Most advice treats GEO like “SEO but with a new acronym.” That’s backwards. In AI answers, the winner isn’t the page that ranks #1—it’s the brand that the model can confidently name with supporting evidence across the web.
This matters because user behavior is shifting fast. In the first five months of 2025, AI-referred web sessions grew 527% YoY. At the same time, when AI summaries show up in search results, only ~8% click through to a source site (vs ~15% when there’s no AI summary). That’s a brutal squeeze if your growth model depends on organic clicks. [En]
- SEO goal: earn a click from a SERP result
- GEO goal: become the default named option inside the generated answer
- Practical implication: you need more third-party corroboration (forums, reviews, roundups), not just “better content”
If you’re a SaaS founder or Reddit marketer, GEO is less about publishing more and more about shaping the corpus AI models trust. Reddit is one of the highest-leverage places to do that—if you do it in a way that reads like a human, not a campaign.

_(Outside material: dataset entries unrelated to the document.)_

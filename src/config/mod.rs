//! Heatmap configuration: type keys, per-category decay configs and the
//! request-level settings around them.
//!
//! A request names its heatmap type with a string key and supplies a JSON
//! document whose shape depends on that key. [`HeatmapConfig::from_json`]
//! turns the pair into a tagged variant that carries only the fields its
//! type needs, validating everything up front.

pub mod decay_config;

use std::collections::BTreeMap;

use serde::de::DeserializeOwned;
use serde::{Deserialize, Serialize};
use serde_json::Value;

use crate::heatmap_error::HeatmapError;

pub use decay_config::{
    CategoryConfig, ClosestAverageConfig, CombinedGravityConfig, CutoffConfig, GravityConfig,
    MAX_CONNECTIVITY_TRAVELTIME,
};

/// Default number of non-zero quantile classes.
pub const DEFAULT_CLASS_COUNT: usize = 5;

/// Supported H3 resolutions for heatmap cells.
pub const RESOLUTION_RANGE: std::ops::RangeInclusive<u8> = 6..=10;

/// Heatmap type key.
#[derive(Clone, Copy, Debug, Eq, PartialEq, Hash, Serialize, Deserialize)]
#[serde(rename_all = "snake_case")]
pub enum HeatmapType {
    ModifiedGaussian,
    CombinedCumulativeModifiedGaussian,
    Connectivity,
    Cumulative,
    ClosestAverage,
}

impl HeatmapType {
    /// All heatmap types, in declaration order.
    pub const ALL: [HeatmapType; 5] = [
        HeatmapType::ModifiedGaussian,
        HeatmapType::CombinedCumulativeModifiedGaussian,
        HeatmapType::Connectivity,
        HeatmapType::Cumulative,
        HeatmapType::ClosestAverage,
    ];

    /// Returns the stable string key for the heatmap type.
    pub fn as_str(self) -> &'static str {
        match self {
            HeatmapType::ModifiedGaussian => "modified_gaussian",
            HeatmapType::CombinedCumulativeModifiedGaussian => {
                "combined_cumulative_modified_gaussian"
            }
            HeatmapType::Connectivity => "connectivity",
            HeatmapType::Cumulative => "cumulative",
            HeatmapType::ClosestAverage => "closest_average",
        }
    }

    /// Parse a heatmap type from its string key.
    pub fn parse(key: &str) -> Result<Self, HeatmapError> {
        Self::ALL
            .into_iter()
            .find(|t| t.as_str() == key)
            .ok_or_else(|| HeatmapError::UnknownHeatmapType(key.to_string()))
    }

    /// Whether this type is configured per destination category.
    pub fn is_per_category(self) -> bool {
        !matches!(self, HeatmapType::Connectivity | HeatmapType::Cumulative)
    }
}

impl std::fmt::Display for HeatmapType {
    fn fmt(&self, f: &mut std::fmt::Formatter<'_>) -> std::fmt::Result {
        f.write_str(self.as_str())
    }
}

/// Validated decay configuration for one heatmap request.
#[derive(Clone, Debug, PartialEq, Serialize, Deserialize)]
pub enum HeatmapConfig {
    ModifiedGaussian(BTreeMap<String, GravityConfig>),
    CombinedModifiedGaussian(BTreeMap<String, CombinedGravityConfig>),
    ClosestAverage(BTreeMap<String, ClosestAverageConfig>),
    Connectivity(CutoffConfig),
    Cumulative(CutoffConfig),
}

fn parse_categories<C>(value: &Value) -> Result<BTreeMap<String, C>, HeatmapError>
where
    C: DeserializeOwned + CategoryConfig,
{
    let obj = value.as_object().ok_or_else(|| {
        HeatmapError::config("heatmap_config", "expected an object keyed by category")
    })?;
    if obj.is_empty() {
        return Err(HeatmapError::config(
            "heatmap_config",
            "at least one category is required",
        ));
    }
    obj.iter()
        .map(|(category, raw)| {
            let cfg: C = serde_json::from_value(raw.clone())
                .map_err(|e| HeatmapError::config(category.as_str(), e.to_string()))?;
            cfg.check(category)?;
            Ok((category.clone(), cfg))
        })
        .collect()
}

fn check_categories<C: CategoryConfig>(map: &BTreeMap<String, C>) -> Result<(), HeatmapError> {
    if map.is_empty() {
        return Err(HeatmapError::config(
            "heatmap_config",
            "at least one category is required",
        ));
    }
    map.iter().try_for_each(|(category, cfg)| cfg.check(category))
}

impl HeatmapConfig {
    /// Build and validate a config from the request's `heatmap_config` JSON.
    ///
    /// A per-category map may be wrapped under a `"poi"` key; it is unwrapped
    /// before parsing.
    ///
    /// # Errors
    /// [`HeatmapError::InvalidConfig`] naming the offending category when a
    /// field is missing, mistyped or out of range.
    pub fn from_json(heatmap_type: HeatmapType, value: &Value) -> Result<Self, HeatmapError> {
        let value = match value.get("poi") {
            Some(inner) if inner.is_object() => inner,
            _ => value,
        };
        let cfg = match heatmap_type {
            HeatmapType::ModifiedGaussian => Self::ModifiedGaussian(parse_categories(value)?),
            HeatmapType::CombinedCumulativeModifiedGaussian => {
                Self::CombinedModifiedGaussian(parse_categories(value)?)
            }
            HeatmapType::ClosestAverage => Self::ClosestAverage(parse_categories(value)?),
            HeatmapType::Connectivity | HeatmapType::Cumulative => {
                let cutoff: CutoffConfig = serde_json::from_value(value.clone())
                    .map_err(|e| HeatmapError::config(heatmap_type.as_str(), e.to_string()))?;
                cutoff.validate(heatmap_type.as_str())?;
                if heatmap_type == HeatmapType::Connectivity {
                    Self::Connectivity(cutoff)
                } else {
                    Self::Cumulative(cutoff)
                }
            }
        };
        Ok(cfg)
    }

    /// Parse the heatmap type key, then the config document.
    pub fn from_json_keyed(heatmap_type: &str, value: &Value) -> Result<Self, HeatmapError> {
        Self::from_json(HeatmapType::parse(heatmap_type)?, value)
    }

    /// Re-run validation, e.g. after constructing a variant by hand.
    pub fn validate(&self) -> Result<(), HeatmapError> {
        match self {
            Self::ModifiedGaussian(map) => check_categories(map),
            Self::CombinedModifiedGaussian(map) => check_categories(map),
            Self::ClosestAverage(map) => check_categories(map),
            Self::Connectivity(cutoff) => cutoff.validate(HeatmapType::Connectivity.as_str()),
            Self::Cumulative(cutoff) => cutoff.validate(HeatmapType::Cumulative.as_str()),
        }
    }

    /// The type key of this config.
    pub fn heatmap_type(&self) -> HeatmapType {
        match self {
            Self::ModifiedGaussian(_) => HeatmapType::ModifiedGaussian,
            Self::CombinedModifiedGaussian(_) => HeatmapType::CombinedCumulativeModifiedGaussian,
            Self::ClosestAverage(_) => HeatmapType::ClosestAverage,
            Self::Connectivity(_) => HeatmapType::Connectivity,
            Self::Cumulative(_) => HeatmapType::Cumulative,
        }
    }

    /// Configured category names in ascending order; empty for the
    /// global-cutoff types.
    pub fn categories(&self) -> Vec<&str> {
        match self {
            Self::ModifiedGaussian(map) => map.keys().map(String::as_str).collect(),
            Self::CombinedModifiedGaussian(map) => map.keys().map(String::as_str).collect(),
            Self::ClosestAverage(map) => map.keys().map(String::as_str).collect(),
            Self::Connectivity(_) | Self::Cumulative(_) => Vec::new(),
        }
    }
}

/// Routing mode that produced the travel times.
#[derive(Clone, Copy, Debug, Eq, PartialEq, Hash, Serialize, Deserialize)]
#[serde(rename_all = "snake_case")]
pub enum TravelMode {
    Walking,
    Cycling,
}

impl TravelMode {
    pub fn as_str(self) -> &'static str {
        match self {
            TravelMode::Walking => "walking",
            TravelMode::Cycling => "cycling",
        }
    }

    /// Base speed in km/h.
    pub fn base_speed_kmh(self) -> f64 {
        match self {
            TravelMode::Walking => 5.0,
            TravelMode::Cycling => 15.0,
        }
    }
}

/// Spatial unit the scores are aggregated on.
#[derive(Clone, Copy, Debug, Default, Eq, PartialEq, Hash, Serialize, Deserialize)]
#[serde(rename_all = "snake_case")]
pub enum AnalysisUnit {
    #[default]
    Hexagon,
    Square,
    Building,
    Point,
}

/// Everything the engine needs for one heatmap request.
#[derive(Clone, Debug, PartialEq, Serialize, Deserialize)]
pub struct HeatmapSettings {
    pub config: HeatmapConfig,
    /// Number of non-zero quantile classes.
    pub class_count: usize,
    pub resolution: Option<u8>,
    pub analysis_unit: AnalysisUnit,
    pub mode: TravelMode,
}

#[derive(Deserialize)]
struct RawSettings {
    heatmap_type: String,
    heatmap_config: Value,
    #[serde(default)]
    class_count: Option<usize>,
    #[serde(default)]
    resolution: Option<u8>,
    #[serde(default)]
    analysis_unit: Option<AnalysisUnit>,
    #[serde(default)]
    mode: Option<TravelMode>,
}

impl HeatmapSettings {
    /// Settings with default class count, hexagon cells and walking mode.
    pub fn new(config: HeatmapConfig) -> Self {
        Self {
            config,
            class_count: DEFAULT_CLASS_COUNT,
            resolution: None,
            analysis_unit: AnalysisUnit::default(),
            mode: TravelMode::Walking,
        }
    }

    pub fn with_class_count(mut self, class_count: usize) -> Self {
        self.class_count = class_count;
        self
    }

    pub fn with_resolution(mut self, resolution: u8) -> Self {
        self.resolution = Some(resolution);
        self
    }

    /// Parse a full request body (`heatmap_type`, `heatmap_config` and the
    /// optional `class_count`, `resolution`, `analysis_unit`, `mode`).
    pub fn from_json(value: &Value) -> Result<Self, HeatmapError> {
        let raw: RawSettings = serde_json::from_value(value.clone())
            .map_err(|e| HeatmapError::config("settings", e.to_string()))?;
        let config = HeatmapConfig::from_json_keyed(&raw.heatmap_type, &raw.heatmap_config)?;
        let settings = Self {
            config,
            class_count: raw.class_count.unwrap_or(DEFAULT_CLASS_COUNT),
            resolution: raw.resolution,
            analysis_unit: raw.analysis_unit.unwrap_or_default(),
            mode: raw.mode.unwrap_or(TravelMode::Walking),
        };
        settings.validate()?;
        Ok(settings)
    }

    /// Validate the config and the request-level fields.
    pub fn validate(&self) -> Result<(), HeatmapError> {
        self.config.validate()?;
        if self.class_count == 0 || self.class_count > u8::MAX as usize {
            return Err(HeatmapError::InvalidClassCount(self.class_count));
        }
        if let Some(res) = self.resolution {
            if !RESOLUTION_RANGE.contains(&res) {
                return Err(HeatmapError::InvalidResolution(res));
            }
        }
        Ok(())
    }
}

#[cfg(test)]
mod tests {
    use super::*;
    use serde_json::json;

    #[test]
    fn type_keys_roundtrip() {
        for t in HeatmapType::ALL {
            assert_eq!(HeatmapType::parse(t.as_str()).unwrap(), t);
        }
        assert_eq!(
            HeatmapType::parse("isochrone"),
            Err(HeatmapError::UnknownHeatmapType("isochrone".into()))
        );
    }

    #[test]
    fn poi_wrapper_is_unwrapped() {
        let doc = json!({"poi": {
            "atm": {"weight": 1, "sensitivity": 250000, "max_traveltime": 20},
            "gym": {"weight": 2, "sensitivity": 350000, "max_traveltime": 20}
        }});
        let cfg = HeatmapConfig::from_json(HeatmapType::ModifiedGaussian, &doc).unwrap();
        assert_eq!(cfg.categories(), vec!["atm", "gym"]);
        let HeatmapConfig::ModifiedGaussian(map) = cfg else {
            panic!("wrong variant");
        };
        assert_eq!(map["gym"].weight, 2.0);
    }

    #[test]
    fn missing_field_names_the_category() {
        let doc = json!({"bar": {"weight": 1, "max_traveltime": 20}});
        let err = HeatmapConfig::from_json(HeatmapType::ModifiedGaussian, &doc).unwrap_err();
        match err {
            HeatmapError::InvalidConfig { category, reason } => {
                assert_eq!(category, "bar");
                assert!(reason.contains("sensitivity"), "{reason}");
            }
            other => panic!("unexpected {other:?}"),
        }
    }

    #[test]
    fn connectivity_reads_global_cutoff() {
        let cfg = HeatmapConfig::from_json_keyed("connectivity", &json!({"max_traveltime": 10}))
            .unwrap();
        assert_eq!(
            cfg,
            HeatmapConfig::Connectivity(CutoffConfig {
                max_traveltime: 10.0
            })
        );
        assert!(cfg.categories().is_empty());
    }

    #[test]
    fn empty_category_map_is_rejected() {
        assert!(HeatmapConfig::from_json(HeatmapType::ClosestAverage, &json!({})).is_err());
    }

    #[test]
    fn settings_from_request_body() {
        let body = json!({
            "mode": "walking",
            "heatmap_type": "closest_average",
            "analysis_unit": "hexagon",
            "resolution": 9,
            "heatmap_config": {"poi": {"atm": {"weight": 1, "max_count": 1, "max_traveltime": 20}}}
        });
        let settings = HeatmapSettings::from_json(&body).unwrap();
        assert_eq!(settings.class_count, DEFAULT_CLASS_COUNT);
        assert_eq!(settings.resolution, Some(9));
        assert_eq!(settings.config.heatmap_type(), HeatmapType::ClosestAverage);
        assert_eq!(settings.mode, TravelMode::Walking);
        assert_eq!(settings.analysis_unit, AnalysisUnit::Hexagon);
    }

    #[test]
    fn request_mode_and_unit_are_read() {
        let body = json!({
            "mode": "cycling",
            "analysis_unit": "building",
            "heatmap_type": "connectivity",
            "heatmap_config": {"max_traveltime": 15}
        });
        let settings = HeatmapSettings::from_json(&body).unwrap();
        assert_eq!(settings.mode, TravelMode::Cycling);
        assert_eq!(settings.analysis_unit, AnalysisUnit::Building);
        assert_eq!(settings.resolution, None);
    }

    #[test]
    fn base_speeds_per_mode() {
        assert_eq!(TravelMode::Walking.base_speed_kmh(), 5.0);
        assert_eq!(TravelMode::Cycling.base_speed_kmh(), 15.0);
        assert_eq!(TravelMode::Cycling.as_str(), "cycling");
    }

    #[test]
    fn settings_reject_bad_resolution_and_class_count() {
        let cfg = HeatmapConfig::Cumulative(CutoffConfig {
            max_traveltime: 15.0,
        });
        let s = HeatmapSettings::new(cfg.clone()).with_resolution(11);
        assert_eq!(s.validate(), Err(HeatmapError::InvalidResolution(11)));
        let s = HeatmapSettings::new(cfg).with_class_count(0);
        assert_eq!(s.validate(), Err(HeatmapError::InvalidClassCount(0)));
    }

    #[test]
    fn config_json_roundtrip() {
        let doc = json!({"atm": {
            "weight": 1,
            "sensitivity": 250000,
            "max_traveltime": 20,
            "static_traveltime": 5
        }});
        let cfg = HeatmapConfig::from_json(HeatmapType::CombinedCumulativeModifiedGaussian, &doc)
            .unwrap();
        let s = serde_json::to_string(&cfg).unwrap();
        let back: HeatmapConfig = serde_json::from_str(&s).unwrap();
        assert_eq!(back, cfg);
    }

    #[test]
    fn config_bincode_roundtrip() {
        let mut map = BTreeMap::new();
        map.insert(
            "gym".to_string(),
            ClosestAverageConfig {
                weight: 1.5,
                max_count: 3,
                max_traveltime: 20.0,
            },
        );
        let cfg = HeatmapConfig::ClosestAverage(map);
        let bytes = bincode::serialize(&cfg).unwrap();
        let back: HeatmapConfig = bincode::deserialize(&bytes).unwrap();
        assert_eq!(back, cfg);
    }
}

The 2025–2026 shift: AI answers are the new top-of-funnel
We’re watching two things happen at once: AI tools are getting mainstream, and they’re compressing the funnel. People ask for “best X for Y” and get a short list with reasoning. If you’re not on that list, you effectively don’t exist for that buyer session.
The scale is not theoretical. Perplexity reported ~780M queries per month in mid-2025 with 20%+ month-over-month growth, and ChatGPT was processing ~2.5B prompts per day around the same period. [En]
The business response is already visible in hiring. Large companies have started posting for Generative Engine Optimization Managers, which is usually the clearest signal that a category is going from “weird marketing Twitter idea” to budget line item. [Itpro]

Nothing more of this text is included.